Stored items

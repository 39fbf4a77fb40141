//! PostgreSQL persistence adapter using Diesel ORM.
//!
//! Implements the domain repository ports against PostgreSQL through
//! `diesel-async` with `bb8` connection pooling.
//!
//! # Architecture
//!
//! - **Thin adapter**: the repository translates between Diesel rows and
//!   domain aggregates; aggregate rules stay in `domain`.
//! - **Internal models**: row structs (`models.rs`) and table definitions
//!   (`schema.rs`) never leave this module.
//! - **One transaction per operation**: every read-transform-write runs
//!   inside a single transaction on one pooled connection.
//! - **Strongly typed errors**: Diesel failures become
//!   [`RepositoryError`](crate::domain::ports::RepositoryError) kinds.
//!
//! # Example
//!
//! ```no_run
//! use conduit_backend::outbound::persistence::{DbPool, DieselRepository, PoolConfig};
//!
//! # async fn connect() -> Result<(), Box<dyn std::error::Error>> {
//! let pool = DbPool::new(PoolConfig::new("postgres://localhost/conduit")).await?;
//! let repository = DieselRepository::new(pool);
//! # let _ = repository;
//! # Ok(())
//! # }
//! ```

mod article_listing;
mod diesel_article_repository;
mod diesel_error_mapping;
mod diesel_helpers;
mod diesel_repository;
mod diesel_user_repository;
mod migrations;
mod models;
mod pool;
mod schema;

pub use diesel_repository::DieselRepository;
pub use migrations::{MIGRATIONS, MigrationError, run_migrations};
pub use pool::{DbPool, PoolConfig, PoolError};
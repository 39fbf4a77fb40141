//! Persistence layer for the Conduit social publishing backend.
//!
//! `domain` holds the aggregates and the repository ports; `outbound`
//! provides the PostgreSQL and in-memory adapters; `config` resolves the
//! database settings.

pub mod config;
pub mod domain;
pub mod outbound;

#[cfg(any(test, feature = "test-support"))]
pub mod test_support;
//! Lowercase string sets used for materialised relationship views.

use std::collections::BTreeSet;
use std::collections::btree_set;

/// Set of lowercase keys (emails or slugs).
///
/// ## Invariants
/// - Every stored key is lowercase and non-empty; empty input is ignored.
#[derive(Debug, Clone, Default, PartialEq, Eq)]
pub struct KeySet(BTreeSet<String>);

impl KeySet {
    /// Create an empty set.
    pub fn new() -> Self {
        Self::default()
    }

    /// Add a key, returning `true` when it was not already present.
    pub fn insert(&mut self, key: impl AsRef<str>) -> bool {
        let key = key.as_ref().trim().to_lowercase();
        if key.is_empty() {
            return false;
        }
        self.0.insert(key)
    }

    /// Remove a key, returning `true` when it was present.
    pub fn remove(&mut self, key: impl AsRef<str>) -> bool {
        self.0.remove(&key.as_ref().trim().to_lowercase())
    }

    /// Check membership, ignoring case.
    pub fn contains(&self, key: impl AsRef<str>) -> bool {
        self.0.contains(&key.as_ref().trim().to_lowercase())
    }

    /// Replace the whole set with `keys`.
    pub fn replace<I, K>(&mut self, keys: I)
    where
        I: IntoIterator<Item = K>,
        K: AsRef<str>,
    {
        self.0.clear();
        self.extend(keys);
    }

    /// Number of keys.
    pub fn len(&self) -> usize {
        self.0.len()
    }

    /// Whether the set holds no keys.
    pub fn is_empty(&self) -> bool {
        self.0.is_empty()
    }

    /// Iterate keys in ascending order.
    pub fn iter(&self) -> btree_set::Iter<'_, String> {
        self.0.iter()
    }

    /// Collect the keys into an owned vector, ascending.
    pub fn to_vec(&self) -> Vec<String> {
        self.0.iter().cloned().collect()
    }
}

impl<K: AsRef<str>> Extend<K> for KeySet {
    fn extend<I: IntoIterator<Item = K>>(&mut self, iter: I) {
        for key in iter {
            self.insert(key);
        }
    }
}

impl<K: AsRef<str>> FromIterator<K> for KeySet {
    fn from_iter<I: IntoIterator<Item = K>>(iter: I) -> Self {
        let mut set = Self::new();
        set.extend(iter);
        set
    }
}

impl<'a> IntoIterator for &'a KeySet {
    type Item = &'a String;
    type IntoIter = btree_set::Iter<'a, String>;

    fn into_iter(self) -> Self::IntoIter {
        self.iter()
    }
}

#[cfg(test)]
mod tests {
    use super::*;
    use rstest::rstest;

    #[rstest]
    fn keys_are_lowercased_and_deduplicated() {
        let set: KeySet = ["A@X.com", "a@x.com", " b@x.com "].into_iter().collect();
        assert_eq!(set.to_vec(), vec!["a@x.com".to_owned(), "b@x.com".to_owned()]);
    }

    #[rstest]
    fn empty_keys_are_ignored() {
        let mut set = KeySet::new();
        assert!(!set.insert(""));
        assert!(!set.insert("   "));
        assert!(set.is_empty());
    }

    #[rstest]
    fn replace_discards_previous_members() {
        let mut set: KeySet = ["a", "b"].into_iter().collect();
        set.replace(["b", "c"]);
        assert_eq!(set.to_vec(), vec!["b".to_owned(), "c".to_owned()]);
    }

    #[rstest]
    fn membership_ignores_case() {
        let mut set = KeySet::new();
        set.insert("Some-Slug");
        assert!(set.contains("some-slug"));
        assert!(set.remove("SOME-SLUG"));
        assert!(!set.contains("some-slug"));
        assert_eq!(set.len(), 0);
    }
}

-- Exercise description --
The answer must hold exactly the lines of the entries above, from the first line through the line that contains "and table definitions", and no others.

-- Exercise result --
repository 39fbf4a77fb40141
//! PostgreSQL persistence adapter using Diesel ORM.
//!
//! Implements the domain repository ports against PostgreSQL through
//! `diesel-async` with `bb8` connection pooling.
//!
//! # Architecture
//!
//! - **Thin adapter**: the repository translates between Diesel rows and
//!   domain aggregates; aggregate rules stay in `domain`.
//! - **Internal models**: row structs (`models.rs`) and table definitions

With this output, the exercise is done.